子どもたちは夏休みの真っ最中だと思いますが、課題になっているのが「夏休みの子どもの体験格差」です。

6世帯に1世帯が夏休みの体験予算0円

どんな問題があるのか、子どもたちへの支援活動などを行っている、認定NPO法人チャリティーサンタ 広報 勝野多喜さんに伺いました。

認定NPO法人チャリティーサンタ 広報 勝野多喜さん

そもそも体験格差が、何度も思い出せるような心に残る体験だったり思い出を作れる子と、そうでない子の格差を言うんですが、夏休みは、年で1番長い休暇になるので、その格差が顕著に出やすくなるので「夏休みの子どもの体験格差」と言っています。

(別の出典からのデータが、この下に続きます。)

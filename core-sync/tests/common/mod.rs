//! Shared fixtures for the sync integration tests.

#![allow(dead_code)]

use async_trait::async_trait;
use core_async::sync::Notify;
use core_library::{
    FetchNoteOptions, FetchResourceOptions, Guid, InMemoryLocalStorage, LibraryError,
    LinkedNotebook, LocalId, LocalStorage, Note, Notebook, Resource, SavedSearch, SyncChunk, Tag, Usn,
};
use core_remote::fake::{FakeDownloaderFactory, FakeNoteStore, FakeNoteStoreFactory};
use core_remote::{ExponentialRetryPolicy, NoteStore, RequestContext, RetryPolicy};
use core_runtime::{SyncConfig, SyncOptions};
use core_sync::{
    AuxiliaryDownloadKind, ConflictPolicy, NoteFullDataDownloader, NoteFullDataDownloaderImpl,
    NoteStoreProviderImpl, NotesProcessor, NotesProcessorCallback, SimpleSyncConflictResolver,
    SyncConflictResolver, SyncError,
};
use std::collections::{HashMap, HashSet};
use std::sync::{Arc, Mutex};
use std::time::Duration;

pub const USER_STORE_URL: &str = "https://example.com/shard/s1/notestore";
pub const NOTEBOOK_GUID: &str = "notebook-1";

pub fn fast_retry() -> Option<Arc<dyn RetryPolicy>> {
    Some(Arc::new(
        ExponentialRetryPolicy::new(3).with_initial_delay(Duration::ZERO),
    ))
}

/// Local storage, the user's own remote store and the collaborators wired
/// between them.
pub struct Harness {
    pub storage: Arc<InMemoryLocalStorage>,
    pub remote: Arc<FakeNoteStore>,
    pub factory: Arc<FakeNoteStoreFactory>,
    pub provider: Arc<NoteStoreProviderImpl>,
    pub notebook: Notebook,
}

impl Harness {
    pub async fn new() -> Self {
        Self::with_storage(Arc::new(InMemoryLocalStorage::new())).await
    }

    pub async fn with_storage(storage: Arc<InMemoryLocalStorage>) -> Self {
        let remote = Arc::new(FakeNoteStore::new(USER_STORE_URL));
        let factory = Arc::new(FakeNoteStoreFactory::new());
        factory.register(remote.clone());

        let notebook = Notebook {
            guid: Some(Guid::new(NOTEBOOK_GUID)),
            update_sequence_num: Some(1),
            name: Some("Inbox".to_string()),
            default_notebook: true,
            ..Default::default()
        };
        storage.put_notebook(notebook.clone()).await.unwrap();

        let provider = Arc::new(
            NoteStoreProviderImpl::new(storage.clone(), factory.clone(), USER_STORE_URL).unwrap(),
        );

        Self {
            storage,
            remote,
            factory,
            provider,
            notebook,
        }
    }

    pub fn downloader(&self) -> Arc<dyn NoteFullDataDownloader> {
        Arc::new(NoteFullDataDownloaderImpl::new(&SyncConfig::default(), fast_retry()).unwrap())
    }

    /// Puts a note into the remote store and returns it as a sync chunk would list it.
    pub fn remote_note(&self, title: &str) -> Note {
        let mut stored = self.remote.put_note(Note {
            title: Some(title.to_string()),
            content: Some(format!("<en-note>{}</en-note>", title)),
            notebook_guid: Some(Guid::new(NOTEBOOK_GUID)),
            active: true,
            ..Default::default()
        });
        stored.content = None;
        stored
    }

    pub fn processor(
        &self,
        storage: Arc<dyn LocalStorage>,
        resolver: Arc<dyn SyncConflictResolver>,
        downloader: Arc<dyn NoteFullDataDownloader>,
        options: SyncOptions,
        images: FakeDownloaderFactory,
    ) -> NotesProcessor {
        NotesProcessor::builder()
            .local_storage(storage)
            .conflict_resolver(resolver)
            .note_full_data_downloader(downloader)
            .note_store_provider(self.provider.clone())
            .downloader_factory(Arc::new(images))
            .options(Arc::new(options))
            .build()
            .unwrap()
    }

    pub fn default_processor(&self) -> NotesProcessor {
        self.processor(
            self.storage.clone(),
            Arc::new(SimpleSyncConflictResolver::new(ConflictPolicy::PreferRemote)),
            self.downloader(),
            SyncOptions::default(),
            FakeDownloaderFactory::new(&b"thumb"[..], &b"ink"[..]),
        )
    }
}

pub fn chunk_with_notes(notes: Vec<Note>) -> SyncChunk {
    let high = notes.iter().filter_map(|n| n.update_sequence_num).max();
    SyncChunk {
        chunk_high_usn: high,
        update_count: high.unwrap_or(0),
        notes,
        ..Default::default()
    }
}

/// Records every callback invocation.
#[derive(Default)]
pub struct RecordingCallback {
    pub processed: Mutex<Vec<(Guid, Usn)>>,
    pub expunged: Mutex<Vec<Guid>>,
    pub expunge_failures: Mutex<Vec<Guid>>,
    pub download_failures: Mutex<Vec<Option<Guid>>>,
    pub process_failures: Mutex<Vec<Option<Guid>>>,
    pub cancelled: Mutex<Vec<Option<Guid>>>,
    pub auxiliary_failures: Mutex<Vec<(Option<Guid>, AuxiliaryDownloadKind)>>,
}

impl NotesProcessorCallback for RecordingCallback {
    fn on_processed_note(&self, guid: &Guid, usn: Usn) {
        self.processed.lock().unwrap().push((guid.clone(), usn));
    }

    fn on_expunged_note(&self, guid: &Guid) {
        self.expunged.lock().unwrap().push(guid.clone());
    }

    fn on_failed_to_expunge_note(&self, guid: &Guid, _error: &SyncError) {
        self.expunge_failures.lock().unwrap().push(guid.clone());
    }

    fn on_note_failed_to_download(&self, note: &Note, _error: &SyncError) {
        self.download_failures.lock().unwrap().push(note.guid.clone());
    }

    fn on_note_failed_to_process(&self, note: &Note, _error: &SyncError) {
        self.process_failures.lock().unwrap().push(note.guid.clone());
    }

    fn on_note_processing_cancelled(&self, note: &Note) {
        self.cancelled.lock().unwrap().push(note.guid.clone());
    }

    fn on_note_auxiliary_download_failed(
        &self,
        note: &Note,
        kind: AuxiliaryDownloadKind,
        _error: &SyncError,
    ) {
        self.auxiliary_failures
            .lock()
            .unwrap()
            .push((note.guid.clone(), kind));
    }
}

/// A released-once gate. Releasing before anyone waits is remembered.
#[derive(Default)]
pub struct Gates {
    gates: Mutex<HashMap<Guid, Arc<Notify>>>,
}

impl Gates {
    fn gate(&self, guid: &Guid) -> Arc<Notify> {
        self.gates
            .lock()
            .unwrap()
            .entry(guid.clone())
            .or_default()
            .clone()
    }

    pub fn release(&self, guid: &Guid) {
        self.gate(guid).notify_one();
    }

    pub async fn wait(&self, guid: &Guid) {
        self.gate(guid).notified().await;
    }
}

/// Local storage whose note lookups by guid wait for the test to release
/// them. Note expunges fail for guids passed to `fail_expunge`.
pub struct GatedLocalStorage {
    pub inner: Arc<InMemoryLocalStorage>,
    pub lookups: Gates,
    failing_expunges: Mutex<HashSet<Guid>>,
}

impl GatedLocalStorage {
    pub fn new(inner: Arc<InMemoryLocalStorage>) -> Self {
        Self {
            inner,
            lookups: Gates::default(),
            failing_expunges: Mutex::new(HashSet::new()),
        }
    }

    pub fn fail_expunge(&self, guid: &Guid) {
        self.failing_expunges.lock().unwrap().insert(guid.clone());
    }
}

#[async_trait]
impl LocalStorage for GatedLocalStorage {
    async fn find_note_by_guid(
        &self,
        guid: &Guid,
        options: FetchNoteOptions,
    ) -> core_library::Result<Option<Note>> {
        self.lookups.wait(guid).await;
        self.inner.find_note_by_guid(guid, options).await
    }

    async fn find_note_by_local_id(
        &self,
        local_id: LocalId,
        options: FetchNoteOptions,
    ) -> core_library::Result<Option<Note>> {
        self.inner.find_note_by_local_id(local_id, options).await
    }

    async fn put_note(&self, note: Note) -> core_library::Result<()> {
        self.inner.put_note(note).await
    }

    async fn expunge_note_by_guid(&self, guid: &Guid) -> core_library::Result<()> {
        if self.failing_expunges.lock().unwrap().contains(guid) {
            return Err(LibraryError::InvalidInput {
                field: "guid".to_string(),
                message: format!("note {} is locked", guid),
            });
        }
        self.inner.expunge_note_by_guid(guid).await
    }

    async fn list_notes(&self, options: FetchNoteOptions) -> core_library::Result<Vec<Note>> {
        self.inner.list_notes(options).await
    }

    async fn note_count(&self) -> core_library::Result<usize> {
        self.inner.note_count().await
    }

    async fn find_resource_by_guid(
        &self,
        guid: &Guid,
        options: FetchResourceOptions,
    ) -> core_library::Result<Option<Resource>> {
        self.inner.find_resource_by_guid(guid, options).await
    }

    async fn put_resource(&self, resource: Resource) -> core_library::Result<()> {
        self.inner.put_resource(resource).await
    }

    async fn expunge_resource_by_guid(&self, guid: &Guid) -> core_library::Result<()> {
        self.inner.expunge_resource_by_guid(guid).await
    }

    async fn find_notebook_by_guid(&self, guid: &Guid) -> core_library::Result<Option<Notebook>> {
        self.inner.find_notebook_by_guid(guid).await
    }

    async fn find_notebook_by_local_id(
        &self,
        local_id: LocalId,
    ) -> core_library::Result<Option<Notebook>> {
        self.inner.find_notebook_by_local_id(local_id).await
    }

    async fn find_notebook_by_name(
        &self,
        name: &str,
        linked_notebook_guid: Option<&Guid>,
    ) -> core_library::Result<Option<Notebook>> {
        self.inner.find_notebook_by_name(name, linked_notebook_guid).await
    }

    async fn put_notebook(&self, notebook: Notebook) -> core_library::Result<()> {
        self.inner.put_notebook(notebook).await
    }

    async fn expunge_notebook_by_guid(&self, guid: &Guid) -> core_library::Result<()> {
        self.inner.expunge_notebook_by_guid(guid).await
    }

    async fn list_notebooks(&self) -> core_library::Result<Vec<Notebook>> {
        self.inner.list_notebooks().await
    }

    async fn find_tag_by_guid(&self, guid: &Guid) -> core_library::Result<Option<Tag>> {
        self.inner.find_tag_by_guid(guid).await
    }

    async fn find_tag_by_name(
        &self,
        name: &str,
        linked_notebook_guid: Option<&Guid>,
    ) -> core_library::Result<Option<Tag>> {
        self.inner.find_tag_by_name(name, linked_notebook_guid).await
    }

    async fn put_tag(&self, tag: Tag) -> core_library::Result<()> {
        self.inner.put_tag(tag).await
    }

    async fn expunge_tag_by_guid(&self, guid: &Guid) -> core_library::Result<()> {
        self.inner.expunge_tag_by_guid(guid).await
    }

    async fn list_tags(&self) -> core_library::Result<Vec<Tag>> {
        self.inner.list_tags().await
    }

    async fn find_saved_search_by_guid(
        &self,
        guid: &Guid,
    ) -> core_library::Result<Option<SavedSearch>> {
        self.inner.find_saved_search_by_guid(guid).await
    }

    async fn find_saved_search_by_name(
        &self,
        name: &str,
    ) -> core_library::Result<Option<SavedSearch>> {
        self.inner.find_saved_search_by_name(name).await
    }

    async fn put_saved_search(&self, search: SavedSearch) -> core_library::Result<()> {
        self.inner.put_saved_search(search).await
    }

    async fn expunge_saved_search_by_guid(&self, guid: &Guid) -> core_library::Result<()> {
        self.inner.expunge_saved_search_by_guid(guid).await
    }

    async fn list_saved_searches(&self) -> core_library::Result<Vec<SavedSearch>> {
        self.inner.list_saved_searches().await
    }

    async fn find_linked_notebook_by_guid(
        &self,
        guid: &Guid,
    ) -> core_library::Result<Option<LinkedNotebook>> {
        self.inner.find_linked_notebook_by_guid(guid).await
    }

    async fn put_linked_notebook(&self, linked_notebook: LinkedNotebook) -> core_library::Result<()> {
        self.inner.put_linked_notebook(linked_notebook).await
    }

    async fn expunge_linked_notebook_by_guid(&self, guid: &Guid) -> core_library::Result<()> {
        self.inner.expunge_linked_notebook_by_guid(guid).await
    }

    async fn list_linked_notebooks(&self) -> core_library::Result<Vec<LinkedNotebook>> {
        self.inner.list_linked_notebooks().await
    }
}

/// Downloader whose downloads of gated guids wait for the test to release
/// them. Announces every download it starts.
pub struct GatedDownloader {
    pub inner: Arc<dyn NoteFullDataDownloader>,
    pub gated: Vec<Guid>,
    pub downloads: Gates,
    pub started: Gates,
}

impl GatedDownloader {
    pub fn new(inner: Arc<dyn NoteFullDataDownloader>, gated: Vec<Guid>) -> Self {
        Self {
            inner,
            gated,
            downloads: Gates::default(),
            started: Gates::default(),
        }
    }
}

#[async_trait]
impl NoteFullDataDownloader for GatedDownloader {
    async fn download_full_note_data(
        &self,
        note_guid: &Guid,
        note_store: Arc<dyn NoteStore>,
        ctx: &RequestContext,
    ) -> core_sync::Result<Note> {
        self.started.release(note_guid);
        if self.gated.contains(note_guid) {
            self.downloads.wait(note_guid).await;
        }
        self.inner
            .download_full_note_data(note_guid, note_store, ctx)
            .await
    }
}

夏休みだと宿題で絵日記とか、夏休み明けに友達同士の会話でも、思い出や体験がない子は話題に入れなくて、自然と悪意なく孤立してしまう。猛暑なので、屋外だったり、公園とか広場で遊ぶことが難しくなっているということと無料の公共施設とか、そこへ向かうための交通費すら捻出が難しかったり、特にひとり親家庭だと、そういったイベントに時間を合わせて行くことが難しかったりだとか、そういったことを調べる時間も気力もないという、切実な声もやっぱり印象的だなと思いました。  


留学や家族旅行のような特別な体験ではなくて、映画館、遊園地に行くとか、家族でちょっとお出かけすること自体もできていない子どもが増えているそうなんです。チャリティーサンタが今年、経済的困難を抱えるおよそ3900世帯を対象に行った調査では、6世帯に1世帯が「夏休みの体験に使えるお金は1円もない」という、深刻な状況にあることがわかりました。物価高に加え、夏休みは給食がなくなるので、食費もさらに厳しくなるという実情もあるということなんです。

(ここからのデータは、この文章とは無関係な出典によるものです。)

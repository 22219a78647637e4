//! # Sync Module
//!
//! Downloads remote changes of a note store account and applies them to
//! local storage.
//!
//! ## Overview
//!
//! A sync run pages through the account's sync chunks and hands them to the
//! entity processors:
//! - Durable entities first (linked notebooks, notebooks, tags, saved
//!   searches), processed one at a time
//! - Notes next, each through its own concurrent download pipeline
//! - Resources that changed without their note last
//!
//! Each processor reports per-entity outcomes through a callback trait and
//! returns an aggregated status. A rate limit or expired authentication
//! stops the remaining downloads of a run.
//!
//! ## Components
//!
//! - **Sync Chunks** (`sync_chunks`): chunk paging and chunk utilities
//! - **Note Store Provider** (`note_store_provider`): resolves the note store
//!   serving a notebook's scope
//! - **Downloaders** (`downloader`): bounded full-data downloads with retries
//! - **Conflict Resolver** (`conflict_resolver`): decides between local and
//!   remote versions
//! - **Processors** (`processors`): reconcile sync chunk contents with local
//!   storage
//! - **Events** (`events`): callback adapters for the event bus

pub mod conflict_resolver;
pub mod downloader;
pub mod error;
pub mod events;
pub mod note_store_provider;
pub mod processors;
pub mod status;
pub mod sync_chunks;

pub use conflict_resolver::{
    ConflictPolicy, ConflictResolution, SimpleSyncConflictResolver, SyncConflictResolver,
};
pub use downloader::{
    NoteFullDataDownloader, NoteFullDataDownloaderImpl, ResourceFullDataDownloader,
    ResourceFullDataDownloaderImpl,
};
pub use error::{Result, StopSynchronizationError, SyncError};
pub use events::{
    emit_stop, EventBusEntitiesCallback, EventBusNotesCallback, EventBusResourcesCallback,
};
pub use note_store_provider::{NoteStoreProvider, NoteStoreProviderImpl};
pub use processors::{
    EntitiesProcessorCallback, LinkedNotebooksProcessor, NotebooksProcessor, NotesProcessor,
    NotesProcessorBuilder, NotesProcessorCallback, ResourcesProcessor, ResourcesProcessorBuilder,
    ResourcesProcessorCallback, SavedSearchesProcessor, TagsProcessor,
};
pub use status::{
    AuxiliaryDownloadFailure, AuxiliaryDownloadKind, DownloadNotesStatus, DownloadResourcesStatus,
    EntitiesProcessingStatus, EntityFailure, GuidWithError, NoteWithError, ResourceWithError,
};
pub use sync_chunks::{SyncChunksProvider, SyncChunksProviderImpl, SyncChunksResult};
//! Async result combinators.
//!
//! Every asynchronous operation of the synchronization engine resolves to a
//! `Result<T, E>`. This module gives that shape a small vocabulary:
//!
//! - [`make_ready`] / [`make_ready_unit`] / [`make_exceptional`]: already
//!   resolved futures
//! - [`then`] / [`then_future`]: continuations that only run on success and
//!   whose own failure becomes the failure of the chained future
//! - [`on_failed`]: failure observers which may substitute a replacement
//! - [`when_all`]: order-preserving aggregation where the first failure wins
//!
//! Failures are never swallowed: a combinator either forwards the original
//! error or an error produced by a caller supplied continuation.

use futures::future::{BoxFuture, FutureExt};
use futures::stream::{FuturesUnordered, StreamExt};
use std::future::Future;

/// A boxed, `Send`, `'static` future resolving to `Result<T, E>`.
pub type ResultFuture<T, E> = BoxFuture<'static, Result<T, E>>;

/// Returns a future that is already resolved with `value`.
pub fn make_ready<T, E>(value: T) -> ResultFuture<T, E>
where
    T: Send + 'static,
    E: Send + 'static,
{
    futures::future::ready(Ok(value)).boxed()
}

/// Returns an already resolved future carrying no value.
pub fn make_ready_unit<E>() -> ResultFuture<(), E>
where
    E: Send + 'static,
{
    make_ready(())
}

/// Returns a future that is already resolved with an error.
///
/// Anything convertible into `E` is accepted, so both a concrete error and a
/// source error wrapped through a `From` impl keep their identity.
///
/// ```rust
/// use core_async::future::make_exceptional;
///
/// # core_async::runtime::block_on(async {
/// let result: Result<(), String> = make_exceptional("boom").await;
/// assert_eq!(result, Err("boom".to_string()));
/// # });
/// ```
pub fn make_exceptional<T, E>(error: impl Into<E>) -> ResultFuture<T, E>
where
    T: Send + 'static,
    E: Send + 'static,
{
    futures::future::ready(Err(error.into())).boxed()
}

/// Runs `continuation` on the value of `future` once it resolves successfully.
///
/// If `future` fails the continuation is skipped and the failure is forwarded.
/// If the continuation fails, the returned future carries that failure.
pub fn then<T, U, E, Fut, F>(future: Fut, continuation: F) -> ResultFuture<U, E>
where
    Fut: Future<Output = Result<T, E>> + Send + 'static,
    F: FnOnce(T) -> Result<U, E> + Send + 'static,
    T: Send + 'static,
    U: Send + 'static,
    E: Send + 'static,
{
    async move {
        let value = future.await?;
        continuation(value)
    }
    .boxed()
}

/// Like [`then`] but the continuation is itself asynchronous.
pub fn then_future<T, U, E, Fut, F, Next>(future: Fut, continuation: F) -> ResultFuture<U, E>
where
    Fut: Future<Output = Result<T, E>> + Send + 'static,
    F: FnOnce(T) -> Next + Send + 'static,
    Next: Future<Output = Result<U, E>> + Send + 'static,
    T: Send + 'static,
    U: Send + 'static,
    E: Send + 'static,
{
    async move {
        let value = future.await?;
        continuation(value).await
    }
    .boxed()
}

/// Invokes `handler` only when `future` fails.
///
/// The handler returns `None` to let the original failure propagate, or a
/// replacement future whose outcome becomes the outcome of the whole chain.
///
/// ```rust
/// use core_async::future::{make_exceptional, make_ready, on_failed};
///
/// # core_async::runtime::block_on(async {
/// let recovered = on_failed(make_exceptional::<i32, String>("offline"), |_| {
///     Some(make_ready(0))
/// });
/// assert_eq!(recovered.await, Ok(0));
/// # });
/// ```
pub fn on_failed<T, E, Fut, H>(future: Fut, handler: H) -> ResultFuture<T, E>
where
    Fut: Future<Output = Result<T, E>> + Send + 'static,
    H: FnOnce(&E) -> Option<ResultFuture<T, E>> + Send + 'static,
    T: Send + 'static,
    E: Send + 'static,
{
    async move {
        match future.await {
            Ok(value) => Ok(value),
            Err(error) => match handler(&error) {
                Some(replacement) => replacement.await,
                None => Err(error),
            },
        }
    }
    .boxed()
}

/// Waits for every input future and collects their values in input order.
///
/// All inputs are polled concurrently. The first failure observed resolves the
/// aggregate immediately; inputs still pending at that point are dropped and
/// their later failures, if any, are never reported. An empty input resolves
/// immediately with an empty vector.
pub async fn when_all<T, E, I, Fut>(futures: I) -> Result<Vec<T>, E>
where
    I: IntoIterator<Item = Fut>,
    Fut: Future<Output = Result<T, E>>,
{
    let mut pending: FuturesUnordered<_> = futures
        .into_iter()
        .enumerate()
        .map(|(index, future)| async move { (index, future.await) })
        .collect();

    let mut slots: Vec<Option<T>> = (0..pending.len()).map(|_| None).collect();

    while let Some((index, result)) = pending.next().await {
        match result {
            Ok(value) => slots[index] = Some(value),
            Err(error) => return Err(error),
        }
    }

    Ok(slots.into_iter().flatten().collect())
}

体験格差によって、子どもが嘘をついて、実際にはやっていないことを日記に書いたり、友達に話したり、高学年になると「それはやりたくないから大丈夫だよ」と親に気をつかったりする、子どもも出てくるそう。

チャリティーサンタでは、経済的な理由で思い出を作ることが難しい家庭に全国の映画館で好きな映画を観られるチケットをプレゼントする「シェアシネマ」というプロジェクトを行うなどして、課題に取り組んでいます。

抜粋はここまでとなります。